## Task goal
What lines of the data hold the string "before"? Pull each one out.

## The input
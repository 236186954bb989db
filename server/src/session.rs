//! Session protocol: validates and routes client events between room members
//!
//! One synchronous handler per event kind, dispatched from a closed enum so
//! the compiler checks coverage. Handlers mutate the registry and queue
//! outbound events; they run to completion before the next event is taken,
//! which keeps room mutations atomic without locks.
//!
//! Failure policy: everything here is room-scoped and non-fatal. Unknown
//! rooms and unauthorized senders are logged and dropped (or answered with a
//! scoped `RoomError`); nothing a single connection sends can disturb another
//! room or crash the process.

use crate::connections::ConnectionTable;
use crate::registry::{Registration, RoomRegistry};
use log::{debug, info, warn};
use shared::{now_ms, ClientEvent, ConnId, Role, ServerEvent, PROTOCOL_VERSION};

pub struct SessionRouter {
    registry: RoomRegistry,
    /// Origins accepted during handshake; empty means allow all.
    allowed_origins: Vec<String>,
}

impl SessionRouter {
    pub fn new(allowed_origins: Vec<String>) -> Self {
        Self {
            registry: RoomRegistry::new(),
            allowed_origins,
        }
    }

    pub fn registry(&self) -> &RoomRegistry {
        &self.registry
    }

    /// Entry point for every decoded inbound frame.
    pub fn handle_event(&mut self, conn: ConnId, event: ClientEvent, conns: &mut ConnectionTable) {
        match event {
            ClientEvent::Connect {
                client_version,
                origin,
            } => self.on_connect(conn, client_version, &origin, conns),
            ClientEvent::Disconnect => self.handle_disconnect(conn, conns),
            // Everything else requires a completed handshake.
            _ if !conns.is_handshaken(conn) => {
                warn!("Connection {} sent an event before handshake", conn);
            }
            ClientEvent::CreateRoom => self.on_create_room(conn, conns),
            ClientEvent::JoinRoom { room_id } => {
                let result = self.registry.join_room(conn, &room_id);
                self.answer_registration(conn, result, conns);
            }
            ClientEvent::RejoinRoom {
                room_id,
                session_token,
            } => {
                let result = self.registry.rejoin_room(conn, &room_id, &session_token);
                self.answer_registration(conn, result, conns);
            }
            ClientEvent::ToggleReady { room_id } => self.on_toggle_ready(conn, &room_id, conns),
            ClientEvent::PaddleMove {
                position,
                side,
                timestamp,
            } => self.on_paddle_move(conn, position, side, timestamp, conns),
            ClientEvent::BallMove {
                position,
                velocity,
                timestamp,
            } => self.on_ball_move(conn, position, velocity, timestamp, conns),
            ClientEvent::Score { score, scorer } => self.on_score(conn, score, scorer, conns),
            ClientEvent::PauseGame {
                is_paused,
                countdown_value,
            } => self.on_pause(conn, is_paused, countdown_value, conns),
            ClientEvent::PlayerExit { room_id: _ } => {
                self.depart(conn, ServerEvent::PlayerExited, conns);
            }
            ClientEvent::RematchRequest { room_id } => {
                self.on_rematch_request(conn, &room_id, conns)
            }
            ClientEvent::RematchResponse { room_id, accepted } => {
                self.on_rematch_response(conn, &room_id, accepted, conns)
            }
            ClientEvent::Ping { client_time } => {
                conns.send(
                    conn,
                    ServerEvent::Pong {
                        client_time,
                        server_time: now_ms(),
                    },
                );
            }
        }
    }

    /// Transport-level close or idle timeout. Safe to call more than once
    /// for the same connection.
    pub fn handle_disconnect(&mut self, conn: ConnId, conns: &mut ConnectionTable) {
        self.depart(conn, ServerEvent::PlayerDisconnected, conns);
        conns.remove(conn);
    }

    fn on_connect(
        &mut self,
        conn: ConnId,
        client_version: u32,
        origin: &str,
        conns: &mut ConnectionTable,
    ) {
        if conns.is_handshaken(conn) {
            warn!("Connection {} repeated its handshake", conn);
            return;
        }

        if client_version != PROTOCOL_VERSION {
            warn!(
                "Connection {} rejected: protocol version {} (want {})",
                conn, client_version, PROTOCOL_VERSION
            );
            conns.send(
                conn,
                ServerEvent::Rejected {
                    reason: "Protocol version mismatch".to_string(),
                },
            );
            conns.remove(conn);
            return;
        }

        let origin_ok =
            self.allowed_origins.is_empty() || self.allowed_origins.iter().any(|o| o == origin);
        if !origin_ok {
            warn!("Connection {} rejected: origin {:?}", conn, origin);
            conns.send(
                conn,
                ServerEvent::Rejected {
                    reason: "Origin not allowed".to_string(),
                },
            );
            conns.remove(conn);
            return;
        }

        conns.mark_handshaken(conn);
        info!("Connection {} handshake complete (origin {:?})", conn, origin);
        conns.send(conn, ServerEvent::Connected { conn_id: conn });
    }

    fn on_create_room(&mut self, conn: ConnId, conns: &mut ConnectionTable) {
        // A connection opening a fresh room abandons any seat it still holds.
        if self.registry.room_of(conn).is_some() {
            debug!("Connection {} left its previous room to create a new one", conn);
            self.depart(conn, ServerEvent::PlayerExited, conns);
        }

        let reg = self.registry.create_room(conn);
        conns.send(
            conn,
            ServerEvent::RoomCreated {
                room_id: reg.room_id,
                session_token: reg.session_token,
                role: reg.role,
                ready_state: reg.ready_state,
            },
        );
    }

    /// Answers a join/rejoin outcome: the registration to the newcomer, a
    /// `PlayerJoined` to the incumbents, and a fresh snapshot to everyone.
    fn answer_registration(
        &mut self,
        conn: ConnId,
        result: Result<Registration, crate::registry::RoomError>,
        conns: &mut ConnectionTable,
    ) {
        let reg = match result {
            Ok(reg) => reg,
            Err(err) => {
                info!("Connection {} failed to join: {}", conn, err);
                conns.send(
                    conn,
                    ServerEvent::RoomError {
                        message: err.message().to_string(),
                    },
                );
                return;
            }
        };

        conns.send(
            conn,
            ServerEvent::RoomJoined {
                room_id: reg.room_id.clone(),
                session_token: reg.session_token,
                role: reg.role,
                ready_state: reg.ready_state.clone(),
            },
        );

        let members: Vec<ConnId> = reg.ready_state.iter().map(|(id, _)| *id).collect();
        let others: Vec<ConnId> = members.iter().copied().filter(|&id| id != conn).collect();

        conns.send_to_all(
            &others,
            &ServerEvent::PlayerJoined {
                player_id: conn,
                ready_state: reg.ready_state.clone(),
            },
        );
        conns.send_to_all(
            &members,
            &ServerEvent::ReadyStateUpdate {
                ready_state: reg.ready_state,
            },
        );
    }

    fn on_toggle_ready(&mut self, conn: ConnId, room_id: &str, conns: &mut ConnectionTable) {
        let Some(room) = self.registry.toggle_ready(conn, room_id) else {
            debug!(
                "Ignoring ready toggle from connection {} for room {:?}",
                conn, room_id
            );
            return;
        };

        let members = room.member_conns();
        let ready_state = room.ready_state();
        let all_ready = room.all_ready();

        conns.send_to_all(&members, &ServerEvent::ReadyStateUpdate { ready_state });
        if all_ready {
            info!("Room {} is ready to start", room_id);
            conns.send_to_all(&members, &ServerEvent::GameReady);
        }
    }

    fn on_paddle_move(
        &mut self,
        conn: ConnId,
        position: f32,
        side: shared::PaddleSide,
        timestamp: u64,
        conns: &mut ConnectionTable,
    ) {
        let Some(room) = self.registry.room_of(conn) else {
            debug!("Paddle update from connection {} outside any room", conn);
            return;
        };
        let Some(role) = room.role_of(conn) else {
            return;
        };

        // Side is bound to the seat, not to what the payload claims.
        if side != role.paddle_side() {
            warn!(
                "Dropping paddle update from connection {}: claims {:?} but is {:?}",
                conn, side, role
            );
            return;
        }

        if let Some(other) = room.other_member(conn) {
            conns.send(
                other,
                ServerEvent::PaddleUpdate {
                    position,
                    side,
                    timestamp,
                },
            );
        }
    }

    fn on_ball_move(
        &mut self,
        conn: ConnId,
        position: shared::Vec2,
        velocity: shared::Vec2,
        timestamp: u64,
        conns: &mut ConnectionTable,
    ) {
        let Some(room) = self.registry.room_of(conn) else {
            debug!("Ball update from connection {} outside any room", conn);
            return;
        };

        if room.role_of(conn) != Some(Role::Host) {
            warn!("Dropping ball update from non-host connection {}", conn);
            return;
        }

        if let Some(other) = room.other_member(conn) {
            conns.send(
                other,
                ServerEvent::BallUpdate {
                    position,
                    velocity,
                    timestamp,
                },
            );
        }
    }

    fn on_score(
        &mut self,
        conn: ConnId,
        score: shared::Score,
        scorer: shared::PaddleSide,
        conns: &mut ConnectionTable,
    ) {
        let Some(room) = self.registry.room_of(conn) else {
            debug!("Score update from connection {} outside any room", conn);
            return;
        };

        if room.role_of(conn) != Some(Role::Host) {
            warn!("Dropping score update from non-host connection {}", conn);
            return;
        }

        // Win evaluation stays with the clients; the relay only stamps time.
        conns.send_to_all(
            &room.member_conns(),
            &ServerEvent::ScoreUpdate {
                score,
                scorer,
                timestamp: now_ms(),
            },
        );
    }

    fn on_pause(
        &mut self,
        conn: ConnId,
        is_paused: bool,
        countdown_value: Option<u32>,
        conns: &mut ConnectionTable,
    ) {
        // Any member may pause or resume; the broadcast carries the origin
        // so clients can attribute it.
        let Some(room) = self.registry.room_of(conn) else {
            debug!("Pause request from connection {} outside any room", conn);
            return;
        };

        conns.send_to_all(
            &room.member_conns(),
            &ServerEvent::PauseUpdate {
                is_paused,
                countdown_value,
                timestamp: now_ms(),
                from: conn,
            },
        );
    }

    fn on_rematch_request(&mut self, conn: ConnId, room_id: &str, conns: &mut ConnectionTable) {
        let Some(room) = self.registry.room(room_id) else {
            debug!("Rematch request for unknown room {:?}", room_id);
            return;
        };
        if room.member_index(conn).is_none() {
            warn!(
                "Dropping rematch request from connection {} outside room {}",
                conn, room_id
            );
            return;
        }
        let other = room.other_member(conn);

        let Some(room) = self.registry.reset_ready(room_id) else {
            return;
        };
        let members = room.member_conns();
        let ready_state = room.ready_state();

        conns.send_to_all(&members, &ServerEvent::ReadyStateUpdate { ready_state });
        if let Some(other) = other {
            conns.send(other, ServerEvent::RematchRequested);
        }
    }

    fn on_rematch_response(
        &mut self,
        conn: ConnId,
        room_id: &str,
        accepted: bool,
        conns: &mut ConnectionTable,
    ) {
        let Some(room) = self.registry.room(room_id) else {
            debug!("Rematch response for unknown room {:?}", room_id);
            return;
        };
        if room.member_index(conn).is_none() {
            warn!(
                "Dropping rematch response from connection {} outside room {}",
                conn, room_id
            );
            return;
        }
        let requester = room.other_member(conn);

        if accepted {
            let Some(room) = self.registry.reset_ready(room_id) else {
                return;
            };
            let members = room.member_conns();
            let ready_state = room.ready_state();

            conns.send_to_all(&members, &ServerEvent::ReadyStateUpdate { ready_state });
            conns.send_to_all(&members, &ServerEvent::RematchAccepted);
        } else if let Some(requester) = requester {
            // Declines go to the requester only.
            conns.send(requester, ServerEvent::RematchDeclined);
        }
    }

    /// Shared removal path for exits and disconnects: survivors get the
    /// given notice plus a fresh ready snapshot. A connection with no seat
    /// produces no broadcast at all.
    fn depart(&mut self, conn: ConnId, notice: ServerEvent, conns: &mut ConnectionTable) {
        if let Some(departure) = self.registry.remove_conn(conn) {
            conns.send_to_all(&departure.remaining, &notice);
            conns.send_to_all(
                &departure.remaining,
                &ServerEvent::ReadyStateUpdate {
                    ready_state: departure.ready_state,
                },
            );
        }
    }
}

## Your solution
//! outbound events; they run to completion before the next event is taken,
                warn!("Connection {} sent an event before handshake", conn);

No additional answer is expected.